- **TASK OBJECTIVE**
Please filter the data below down to the lines holding the string "https".

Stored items
use std::{env, fs, path::Path, time::Duration};

use crate::{
    domain::{GroupId, MemberGroups},
    errors::Error,
    http::HttpConfig,
    ports::Mailbox,
    Result,
};

/// Typed configuration, read once at startup and passed down immutably.
#[derive(Clone, Debug)]
pub struct Config {
    // Telegram
    pub telegram_bot_token: String,
    pub telegram_api_base: String,
    pub webhook_secret: Option<String>,
    pub allowed_chats: Vec<i64>,
    /// Default target chat of the scheduled open-applications report.
    pub report_chat: Option<i64>,

    // Optional integrations; handlers that need one short-circuit when absent.
    pub webling: Option<WeblingConfig>,
    pub smtp: Option<SmtpConfig>,

    pub welcome: WelcomeConfig,

    // Server
    pub bind_addr: String,
    pub webhook_path: String,

    // Outbound HTTP
    pub http: HttpConfig,
}

#[derive(Clone, Debug)]
pub struct WeblingConfig {
    pub base_url: String,
    pub api_key: String,
    pub groups: MemberGroups,
}

#[derive(Clone, Debug)]
pub struct SmtpConfig {
    pub host: String,
    pub port: u16,
    pub username: String,
    pub password: String,
    pub from: Mailbox,
    pub cc: Option<Mailbox>,
    pub reply_to: Option<Mailbox>,
}

/// Texts for the welcome mail sent on `/accept`.
#[derive(Clone, Debug, PartialEq, Eq)]
pub struct WelcomeConfig {
    pub club_name: String,
    /// `(label, url)` pairs listed in the mail body.
    pub links: Vec<(String, String)>,
    /// Extra paragraph after the link list.
    pub footer: Option<String>,
}

impl Config {
    /// Load from the process environment, after merging a `.env` file from the
    /// working directory (existing variables win).
    pub fn load() -> Result<Self> {
        load_dotenv_if_present(Path::new(".env"));
        Self::from_lookup(|key| env::var(key).ok())
    }

    pub fn from_lookup(lookup: impl Fn(&str) -> Option<String>) -> Result<Self> {
        let get = |key: &str| lookup(key).and_then(non_empty);

        let telegram_bot_token = get("TELEGRAM_BOT_TOKEN").ok_or_else(|| {
            Error::Config("TELEGRAM_BOT_TOKEN environment variable is required".to_string())
        })?;
        let telegram_api_base = get("TELEGRAM_API_BASE")
            .unwrap_or_else(|| "https://api.telegram.org".to_string())
            .trim_end_matches('/')
            .to_string();
        let webhook_secret = get("TELEGRAM_WEBHOOK_SECRET");
        if webhook_secret.is_none() {
            tracing::warn!("TELEGRAM_WEBHOOK_SECRET is not set; all webhook updates will be ignored");
        }
        let allowed_chats = parse_csv_i64(get("TELEGRAM_ALLOWED_CHATS"));
        if allowed_chats.is_empty() {
            tracing::warn!("TELEGRAM_ALLOWED_CHATS is empty; no chat is authorized");
        }

        let report_chat = get("TELEGRAM_CHAT_ID").and_then(|raw| match raw.trim().parse::<i64>() {
            Ok(id) => Some(id),
            Err(_) => {
                tracing::warn!(value = %raw, "TELEGRAM_CHAT_ID is not numeric, ignoring");
                None
            }
        });

        let webling = load_webling(&get);
        let smtp = load_smtp(&get);

        let welcome = WelcomeConfig {
            club_name: get("CLUB_NAME").unwrap_or_else(|| "Dein Verein".to_string()),
            links: parse_links(get("WELCOME_LINKS")),
            footer: get("WELCOME_FOOTER").map(|s| s.trim().to_string()),
        };

        let bind_addr = get("BIND_ADDR").unwrap_or_else(|| "127.0.0.1:8080".to_string());
        let mut webhook_path = get("WEBHOOK_PATH").unwrap_or_else(|| "/telegram/webhook".to_string());
        if !webhook_path.starts_with('/') {
            webhook_path.insert(0, '/');
        }

        let defaults = HttpConfig::default();
        let http = HttpConfig {
            connect_timeout: get("HTTP_CONNECT_TIMEOUT_MS")
                .and_then(|s| s.trim().parse::<u64>().ok())
                .map(Duration::from_millis)
                .unwrap_or(defaults.connect_timeout),
            timeout: get("HTTP_TIMEOUT_MS")
                .and_then(|s| s.trim().parse::<u64>().ok())
                .map(Duration::from_millis)
                .unwrap_or(defaults.timeout),
        };

        Ok(Self {
            telegram_bot_token,
            telegram_api_base,
            webhook_secret,
            allowed_chats,
            report_chat,
            webling,
            smtp,
            welcome,
            bind_addr,
            webhook_path,
            http,
        })
    }
}

const WEBLING_KEYS: &[&str] = &[
    "WEBLING_BASE_URL",
    "WEBLING_API_KEY",
    "WEBLING_MEMBER_GROUP_OPEN",
    "WEBLING_MEMBER_GROUP_ACCEPTED",
    "WEBLING_MEMBER_GROUP_DECLINED",
];

const SMTP_KEYS: &[&str] = &["SMTP_HOST", "SMTP_PORT", "SMTP_USER", "SMTP_PASS", "SMTP_FROM"];

/// All-or-nothing section: `None` when nothing is set, `None` plus a warning
/// when only part of it is.
fn section_complete(get: &impl Fn(&str) -> Option<String>, section: &str, keys: &[&str]) -> bool {
    let missing: Vec<&str> = keys.iter().copied().filter(|k| get(*k).is_none()).collect();
    if missing.is_empty() {
        return true;
    }
    if missing.len() < keys.len() {
        tracing::warn!(section, missing = ?missing, "incomplete configuration section, disabled");
    }
    false
}

fn load_webling(get: &impl Fn(&str) -> Option<String>) -> Option<WeblingConfig> {
    if !section_complete(get, "webling", WEBLING_KEYS) {
        return None;
    }

    let group = |key: &str| -> Option<GroupId> {
        let raw = get(key)?;
        match raw.trim().parse::<i64>() {
            Ok(n) => Some(GroupId(n)),
            Err(_) => {
                tracing::warn!(key, value = %raw, "group id is not numeric, webling disabled");
                None
            }
        }
    };

    Some(WeblingConfig {
        base_url: webling_base_url(&get("WEBLING_BASE_URL")?),
        api_key: get("WEBLING_API_KEY")?,
        groups: MemberGroups {
            open: group("WEBLING_MEMBER_GROUP_OPEN")?,
            accepted: group("WEBLING_MEMBER_GROUP_ACCEPTED")?,
            declined: group("WEBLING_MEMBER_GROUP_DECLINED")?,
        },
    })
}

/// The client appends `/api/1/` itself; accept URLs that already carry it.
fn webling_base_url(raw: &str) -> String {
    let url = raw.trim().trim_end_matches('/');
    url.strip_suffix("/api/1")
        .unwrap_or(url)
        .trim_end_matches('/')
        .to_string()
}

fn load_smtp(get: &impl Fn(&str) -> Option<String>) -> Option<SmtpConfig> {
    if !section_complete(get, "smtp", SMTP_KEYS) {
        return None;
    }

    let raw_port = get("SMTP_PORT")?;
    let Ok(port) = raw_port.trim().parse::<u16>() else {
        tracing::warn!(value = %raw_port, "SMTP_PORT is not a port number, mail disabled");
        return None;
    };

    let from_name = get("SMTP_FROM_NAME").or_else(|| get("CLUB_NAME"));
    let cc = get("SMTP_CC_EMAIL").map(|addr| Mailbox::new(addr, get("SMTP_CC_NAME")));
    let reply_to = get("SMTP_REPLYTO_EMAIL").map(|addr| Mailbox::new(addr, get("SMTP_REPLYTO_NAME")));

    Some(SmtpConfig {
        host: get("SMTP_HOST")?,
        port,
        username: get("SMTP_USER")?,
        password: get("SMTP_PASS")?,
        from: Mailbox::new(get("SMTP_FROM")?, from_name),
        cc,
        reply_to,
    })
}

pub fn load_dotenv_if_present(path: &Path) {
    let Ok(contents) = fs::read_to_string(path) else {
        return;
    };

    for raw in contents.lines() {
        let line = raw.trim();
        if line.is_empty() || line.starts_with('#') {
            continue;
        }

        let Some((k, v)) = line.split_once('=') else {
            continue;
        };

        let key = k.trim();
        if key.is_empty() {
            continue;
        }
        if env::var_os(key).is_some() {
            continue; // do not override existing env
        }

        env::set_var(key, unquote(v.trim()));
    }
}

fn unquote(val: &str) -> &str {
    if val.len() >= 2
        && ((val.starts_with('"') && val.ends_with('"'))
            || (val.starts_with('\'') && val.ends_with('\'')))
    {
        return &val[1..val.len() - 1];
    }
    val
}

fn parse_csv_i64(v: Option<String>) -> Vec<i64> {
    v.unwrap_or_default()
        .split(',')
        .map(|s| s.trim())
        .filter(|s| !s.is_empty())
        .filter_map(|s| match s.parse::<i64>() {
            Ok(n) => Some(n),
            Err(_) => {
                tracing::warn!(value = s, "ignoring non-numeric chat id");
                None
            }
        })
        .collect()
}

/// `Label|https://...,Other|https://...`
fn parse_links(v: Option<String>) -> Vec<(String, String)> {
    v.unwrap_or_default()
        .split(',')
        .filter_map(|entry| {
            let (label, url) = entry.split_once('|')?;
            let (label, url) = (label.trim(), url.trim());
            if label.is_empty() || url.is_empty() {
                return None;
            }
            Some((label.to_string(), url.to_string()))
        })
        .collect()
}

fn non_empty(s: String) -> Option<String> {
    if s.trim().is_empty() {
        None
    } else {
        Some(s)
    }
}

- **RESULT OF THE TASK**
            .unwrap_or_else(|| "https://api.telegram.org".to_string())
/// `Label|https://...,Other|https://...`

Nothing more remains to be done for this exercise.